▸ **TO DO**:
Of the lines below, copy those that hold the word "enum".

▸ **INPUT DATA**:
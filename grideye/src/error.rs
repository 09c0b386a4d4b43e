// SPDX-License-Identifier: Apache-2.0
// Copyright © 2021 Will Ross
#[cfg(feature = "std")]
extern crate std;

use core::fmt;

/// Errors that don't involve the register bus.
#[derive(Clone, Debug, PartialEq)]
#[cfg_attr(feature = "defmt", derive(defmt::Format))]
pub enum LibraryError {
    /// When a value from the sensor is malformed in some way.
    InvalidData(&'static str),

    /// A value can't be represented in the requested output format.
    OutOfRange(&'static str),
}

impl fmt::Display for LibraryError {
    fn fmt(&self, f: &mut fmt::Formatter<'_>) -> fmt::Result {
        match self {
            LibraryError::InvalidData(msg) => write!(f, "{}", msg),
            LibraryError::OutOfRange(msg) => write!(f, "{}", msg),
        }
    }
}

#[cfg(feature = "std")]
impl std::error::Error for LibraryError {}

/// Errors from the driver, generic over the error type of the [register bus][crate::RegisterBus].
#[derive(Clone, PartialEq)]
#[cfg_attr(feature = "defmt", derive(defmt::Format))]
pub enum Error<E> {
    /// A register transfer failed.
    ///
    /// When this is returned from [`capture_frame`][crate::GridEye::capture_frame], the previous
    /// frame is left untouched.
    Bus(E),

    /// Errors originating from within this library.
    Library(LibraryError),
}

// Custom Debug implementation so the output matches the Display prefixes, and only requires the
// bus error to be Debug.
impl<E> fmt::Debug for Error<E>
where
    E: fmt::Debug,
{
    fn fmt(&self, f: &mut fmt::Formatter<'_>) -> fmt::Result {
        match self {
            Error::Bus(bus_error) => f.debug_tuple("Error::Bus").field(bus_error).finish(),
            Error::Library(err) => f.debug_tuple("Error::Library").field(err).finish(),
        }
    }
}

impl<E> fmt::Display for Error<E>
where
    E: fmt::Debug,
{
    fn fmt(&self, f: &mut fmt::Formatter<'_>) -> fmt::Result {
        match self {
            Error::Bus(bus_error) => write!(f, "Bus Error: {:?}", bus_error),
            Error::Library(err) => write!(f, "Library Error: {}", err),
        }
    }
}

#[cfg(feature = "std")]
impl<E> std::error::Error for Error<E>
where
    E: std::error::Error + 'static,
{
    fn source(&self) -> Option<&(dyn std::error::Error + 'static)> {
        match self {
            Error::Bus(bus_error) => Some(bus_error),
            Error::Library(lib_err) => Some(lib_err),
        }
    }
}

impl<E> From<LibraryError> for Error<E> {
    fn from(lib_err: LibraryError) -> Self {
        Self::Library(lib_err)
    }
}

▸ **RESPONSE**:
pub enum LibraryError {
pub enum Error<E> {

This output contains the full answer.